For continuous variables, the sample median (25^th percentile - 75^th percentile) is reported. For dichotomous variables, N (%) is reported.

In each sample, the Kruskal-Wallis test and the Chi-squared test were used to compare continuous and categorical characteristics, respectively, between patients who died within 30 days of admission and those who survived to 30 days following admission. In each sample, there were statistically significant differences in several baseline characteristics between those who died within 30 days of admission and those who survived to 30 days following admission.

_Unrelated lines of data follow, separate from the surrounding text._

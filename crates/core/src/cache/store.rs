//! 缓存存储接口与内存实现

use std::sync::Arc;
use std::time::Duration;

use anyhow::Result;
use dashmap::mapref::entry::Entry;
use dashmap::DashMap;
use serde::Deserialize;
use tokio::time::Instant;

/// 键值缓存存储
///
/// 实现只负责字节读写，降级和超时由 `CacheAdapter` 处理
#[async_trait::async_trait]
pub trait CacheStore: Send + Sync {
    async fn get(&self, key: &str) -> Result<Option<Vec<u8>>>;

    /// `ttl` 为 `None` 时永不过期
    async fn set(&self, key: &str, value: &[u8], ttl: Option<Duration>) -> Result<()>;

    /// 版本比较和写入是一次原子操作
    ///
    /// 已存值是带顶层 `version` 字段的 JSON 且该版本大于 `version` 时不写入，返回 false；
    /// 键不存在、已过期或无法解析时直接写入
    async fn set_if_newer(
        &self,
        key: &str,
        value: &[u8],
        version: i64,
        ttl: Option<Duration>,
    ) -> Result<bool>;

    async fn delete(&self, key: &str) -> Result<()>;

    async fn ping(&self) -> Result<()>;

    /// 日志里展示的后端名称
    fn backend(&self) -> &'static str;
}

#[derive(Deserialize)]
struct StoredVersion {
    version: i64,
}

/// 已存值携带的版本号
fn stored_version(bytes: &[u8]) -> Option<i64> {
    serde_json::from_slice::<StoredVersion>(bytes)
        .ok()
        .map(|v| v.version)
}

#[derive(Clone)]
struct CacheEntry {
    value: Vec<u8>,
    expire_at: Option<Instant>,
}

impl CacheEntry {
    fn is_expired(&self, now: Instant) -> bool {
        self.expire_at.map_or(false, |expire_at| now >= expire_at)
    }
}

/// 内存缓存实现（使用DashMap）
///
/// 本地运行和测试使用；过期按 tokio 时钟判断，暂停时间的测试可以直接推进
#[derive(Clone, Default)]
pub struct InMemoryCacheStore {
    map: Arc<DashMap<String, CacheEntry>>,
}

impl InMemoryCacheStore {
    pub fn new() -> Self {
        Self::default()
    }

    /// 剩余存活时间；不存在或已过期返回 `None`，永不过期返回 `Some(None)`
    pub fn remaining_ttl(&self, key: &str) -> Option<Option<Duration>> {
        let now = Instant::now();
        let entry = self.map.get(key)?;
        if entry.is_expired(now) {
            return None;
        }
        Some(entry.expire_at.map(|at| at - now))
    }

    pub fn contains(&self, key: &str) -> bool {
        self.remaining_ttl(key).is_some()
    }

    pub fn len(&self) -> usize {
        self.map.len()
    }

    pub fn is_empty(&self) -> bool {
        self.map.is_empty()
    }

    /// 清理已过期条目，返回清理数量
    pub fn purge_expired(&self) -> usize {
        let now = Instant::now();
        let before = self.map.len();
        self.map.retain(|_, entry| !entry.is_expired(now));
        before.saturating_sub(self.map.len())
    }
}

#[async_trait::async_trait]
impl CacheStore for InMemoryCacheStore {
    async fn get(&self, key: &str) -> Result<Option<Vec<u8>>> {
        let now = Instant::now();
        if let Some(entry) = self.map.get(key) {
            if !entry.is_expired(now) {
                return Ok(Some(entry.value.clone()));
            }
            // 过期则删除
            drop(entry);
            self.map.remove_if(key, |_, entry| entry.is_expired(now));
        }
        Ok(None)
    }

    async fn set(&self, key: &str, value: &[u8], ttl: Option<Duration>) -> Result<()> {
        let entry = CacheEntry {
            value: value.to_vec(),
            expire_at: ttl.map(|ttl| Instant::now() + ttl),
        };
        self.map.insert(key.to_string(), entry);
        Ok(())
    }

    async fn set_if_newer(
        &self,
        key: &str,
        value: &[u8],
        version: i64,
        ttl: Option<Duration>,
    ) -> Result<bool> {
        let now = Instant::now();
        let entry = CacheEntry {
            value: value.to_vec(),
            expire_at: ttl.map(|ttl| now + ttl),
        };
        // entry 持有分片写锁，比较和写入之间不会插入其他写者
        match self.map.entry(key.to_string()) {
            Entry::Occupied(mut occupied) => {
                let current = occupied.get();
                let newer_cached = !current.is_expired(now)
                    && stored_version(&current.value).map_or(false, |cached| cached > version);
                if newer_cached {
                    return Ok(false);
                }
                occupied.insert(entry);
            }
            Entry::Vacant(vacant) => {
                vacant.insert(entry);
            }
        }
        Ok(true)
    }

    async fn delete(&self, key: &str) -> Result<()> {
        self.map.remove(key);
        Ok(())
    }

    async fn ping(&self) -> Result<()> {
        Ok(())
    }

    fn backend(&self) -> &'static str {
        "memory"
    }
}

#[cfg(test)]
mod tests {
    use super::*;

    #[tokio::test(start_paused = true)]
    async fn test_entry_expires_after_ttl() {
        let store = InMemoryCacheStore::new();
        store
            .set("portfolio:7", b"v1", Some(Duration::from_secs(2)))
            .await
            .unwrap();

        tokio::time::advance(Duration::from_secs(1)).await;
        assert_eq!(store.get("portfolio:7").await.unwrap(), Some(b"v1".to_vec()));

        tokio::time::advance(Duration::from_secs(1)).await;
        assert_eq!(store.get("portfolio:7").await.unwrap(), None);
        assert!(store.is_empty());
    }

    #[tokio::test(start_paused = true)]
    async fn test_entry_without_ttl_never_expires() {
        let store = InMemoryCacheStore::new();
        store.set("user:42", b"u", None).await.unwrap();
        tokio::time::advance(Duration::from_secs(86_400)).await;
        assert_eq!(store.remaining_ttl("user:42"), Some(None));
        assert_eq!(store.purge_expired(), 0);
    }

    #[tokio::test(start_paused = true)]
    async fn test_purge_expired() {
        let store = InMemoryCacheStore::new();
        store.set("a", b"1", Some(Duration::from_secs(1))).await.unwrap();
        store.set("b", b"2", Some(Duration::from_secs(10))).await.unwrap();
        tokio::time::advance(Duration::from_secs(5)).await;
        assert_eq!(store.purge_expired(), 1);
        assert!(store.contains("b"));
        assert!(!store.contains("a"));
    }

    #[tokio::test]
    async fn test_set_if_newer_keeps_higher_version() {
        let store = InMemoryCacheStore::new();
        assert!(store
            .set_if_newer("user:42", br#"{"version":3}"#, 3, None)
            .await
            .unwrap());
        assert!(!store
            .set_if_newer("user:42", br#"{"version":2}"#, 2, None)
            .await
            .unwrap());
        assert_eq!(
            store.get("user:42").await.unwrap(),
            Some(br#"{"version":3}"#.to_vec())
        );

        // 相同版本允许覆盖
        assert!(store
            .set_if_newer("user:42", br#"{"version":3,"n":1}"#, 3, None)
            .await
            .unwrap());
    }

    #[tokio::test(start_paused = true)]
    async fn test_set_if_newer_ignores_expired_and_unversioned() {
        let store = InMemoryCacheStore::new();
        store
            .set("portfolio:7", br#"{"version":9}"#, Some(Duration::from_secs(1)))
            .await
            .unwrap();
        tokio::time::advance(Duration::from_secs(2)).await;
        assert!(store
            .set_if_newer("portfolio:7", br#"{"version":1}"#, 1, Some(Duration::from_secs(5)))
            .await
            .unwrap());

        store.set("user:1", b"not json", None).await.unwrap();
        assert!(store
            .set_if_newer("user:1", br#"{"version":1}"#, 1, None)
            .await
            .unwrap());
        assert_eq!(stored_version(b"not json"), None);
    }

    #[tokio::test]
    async fn test_delete_missing_key_is_ok() {
        let store = InMemoryCacheStore::new();
        assert!(store.delete("user:404").await.is_ok());
        assert!(store.delete("user:404").await.is_ok());
    }
}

Boosted classification trees for predicting 30-day AMI and CHF mortality

Each of the AMI and CHF samples was randomly divided into a derivation (or training) sample and a validation (or test) sample (the terms ‘derivation’ and ‘validation’ samples are predominantly used in the medical literature, while the terms ‘training’ and ‘test’ samples are used predominantly in the data mining and machine learning literature - we have chosen to use terminology from the medical literature in this article). Each derivation sample contained two thirds of the original sample, while each validation sample contained the remaining one third of the original sample.

Boosting using classification trees as the base classifier (G(X)) was used for classifying outcomes within 30 days of admission for patients hospitalized with either a diagnosis of AMI or CHF. This was done separately for each of the two diagnoses. Four different sets of classifiers were considered. First, we used ‘stumps’, or classification trees with only a depth of one (the root node is considered to have depth zero), and with two terminal nodes or leaves (a tree with depth k will have 2^k terminal nodes). We also used classification trees of depth 2, 3, and 4. For each boosted classification tree, 100 iterations were used (M = 100 in the Ada.Boost.M1 algorithm described in Section 2). The variables described in Tables 1 and 2 were considered as candidate predictor variables for classifying AMI and CHF mortality, respectively.

Classifications were obtained for each subject in each of the validation samples using the boosted classifiers grown in the respective derivation sample. The accuracy of the boosted classification trees was assessed in several ways. First, the overall misclassification rate was determined in the validation sample. Second, the sensitivity, specificity, positive predictive value, and negative predictive value were determined. Sensitivity is the proportion of subjects who died that were correctly classified as dying within 30 days of hospitalization. Specificity is the proportion of subjects who did not die within 30-days of admission that were correctly classified as not dying within 30 days of admission. The positive predictive value is the proportion of subjects who were classified as dying within 30 days of admission who did in fact die within 30 days of admission. Finally, the negative predictive value is the proportion of subjects who were classified as not dying within 30 days of admission who in fact did not die within 30 days of admission.

The Ada.Boost algorithm was implemented using the ada function from the identically named package available for use with the R statistical programming language [13-14].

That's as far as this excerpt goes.